You can certainly find a very strong correlation with only a few datapoints, the confidence though will be very low. Your data has a very strong negative correlation within one year, however, if you plot the series you see that long term there is an opposite trend (they move in the same direction). This is why you get low correlation over the entire period.

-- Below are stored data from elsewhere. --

//! The logical node list produced by the grammar parser, before byte layout
//! is assigned (§3.3).

use crate::value::Parameter;
use serde::{Deserialize, Serialize};

/// One parsed node, before compilation.
#[derive(Clone, Debug, PartialEq, Serialize, Deserialize)]
pub struct ParsedNode {
    /// Dense, positive, unique within one tree. Root children's `parent` is 0.
    pub node_id: u32,
    /// Index into the registered type table.
    pub type_idx: u16,
    /// Nesting depth; 0 at roots.
    pub level: u32,
    /// `node_id` of the parent, or 0 for a root child.
    pub parent: u32,
    pub params: Vec<Parameter>,
}

/// The flat output of `parse` — one forest's worth of nodes in parse order.
///
/// Parse order is a pre-order walk of the forest, which is exactly the order
/// the layout compiler needs to assign forward byte offsets in a single pass.
#[derive(Clone, Debug, Default, Serialize, Deserialize)]
pub struct NodeList {
    pub nodes: Vec<ParsedNode>,
}

impl NodeList {
    /// `node_id`s of the nodes with `parent == 0`, in parse order.
    pub fn root_children(&self) -> impl Iterator<Item = &ParsedNode> {
        self.nodes.iter().filter(|n| n.parent == 0)
    }

    pub fn children_of(&self, node_id: u32) -> impl Iterator<Item = &ParsedNode> {
        self.nodes.iter().filter(move |n| n.parent == node_id)
    }
}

One of the datasets can also go through a regime shift. For example, if you calculate correlation between datasets for period I (1-12) and period II (13-24), correlations will be -1 (I used identical returns for dataset1 for period I and II and shifted returns of dataset 2 by 20 from Period I to Period II). For the whole period though correlation is -0.0995. There could be lots of explanations but the best approach would be to plot the data as Mobious and others have suggested and then figure out what’s happening. Period dataset1 dataset2 1 1 -1 2 -1 1 3 1 -1 4 -1 1 5 1 -1 6 -1 1 7 1 -1 8 -1 1 9 1 -1 10 -1 1 11 1 -1 12 -1 1 13 1 19 14 -1 21 15 1 19 16 -1 21 17 1 19 18 -1 21 19 1 19 20 -1 21 21 1 19 22 -1 21 23 1 19 24 -1 21

jimjohn Wrote: ------------------------------------------------------- > mobius thats right, i am using only 12 data points > to calculate correlations so i guess the > correlations can’t be very accurate. but i always > thought it would be harder to find a high > correlation given such a small sample size > compared to a larger sample size? if i have 2 datapoints, i can fit a line through them - the correlation will be perfect (-1 or 1). add a third datapoint, and it will drop. it’s hard to find high correlation with a larger sample size and when you do, it is more likely to be statistically significant given the large number of datapoints

thanks a lot guys, makes sense now! i never even noticed treynor’s point that although the short term correlations were high, in the long run theyre both going in the same direction.

Mobius Striptease Wrote: ------------------------------------------------------- > jimjohn Wrote: > -------------------------------------------------- > ----- > > mobius thats right, i am using only 12 data > points > > to calculate correlations so i guess the > > correlations can’t be very accurate. but i > always > > thought it would be harder to find a high > > correlation given such a small sample size > > compared to a larger sample size? > > > if i have 2 datapoints, i can fit a line through > them - the correlation will be perfect (-1 or 1). > add a third datapoint, and it will drop. it’s hard > to find high correlation with a larger sample size > and when you do, it is more likely to be > statistically significant given the large number > of datapoints That’s true, but I’d say that the fact that out of 8 years, 7 had correlations in the -0.83 to -0.90 range suggests that there is something relatively stable, even if the confidence intervals are a mile wide. There’s presumably some hypothesis test one can develop for that (ANOVA or somesuch) to establish this, but I’m too tired to think of it. Probably the better suggestion is the one made earlier to regress changes in levels on each other. There may persistent effects that need to be filtered out to support the OP’s hypothesis. I’d also run a running correlation, say 24 months and try to see how it wanders over time. You may see a regime shift in the correlation, or just one time period where things go wacky (like in year 4 or whatnot). How did you guys manage to look at the data and test for unit roots and such? I was unable to copy anything, or to create cells to do the tests I wanted.

Just opened it up in google and copied it to excel. There is very clear seasonality in the data.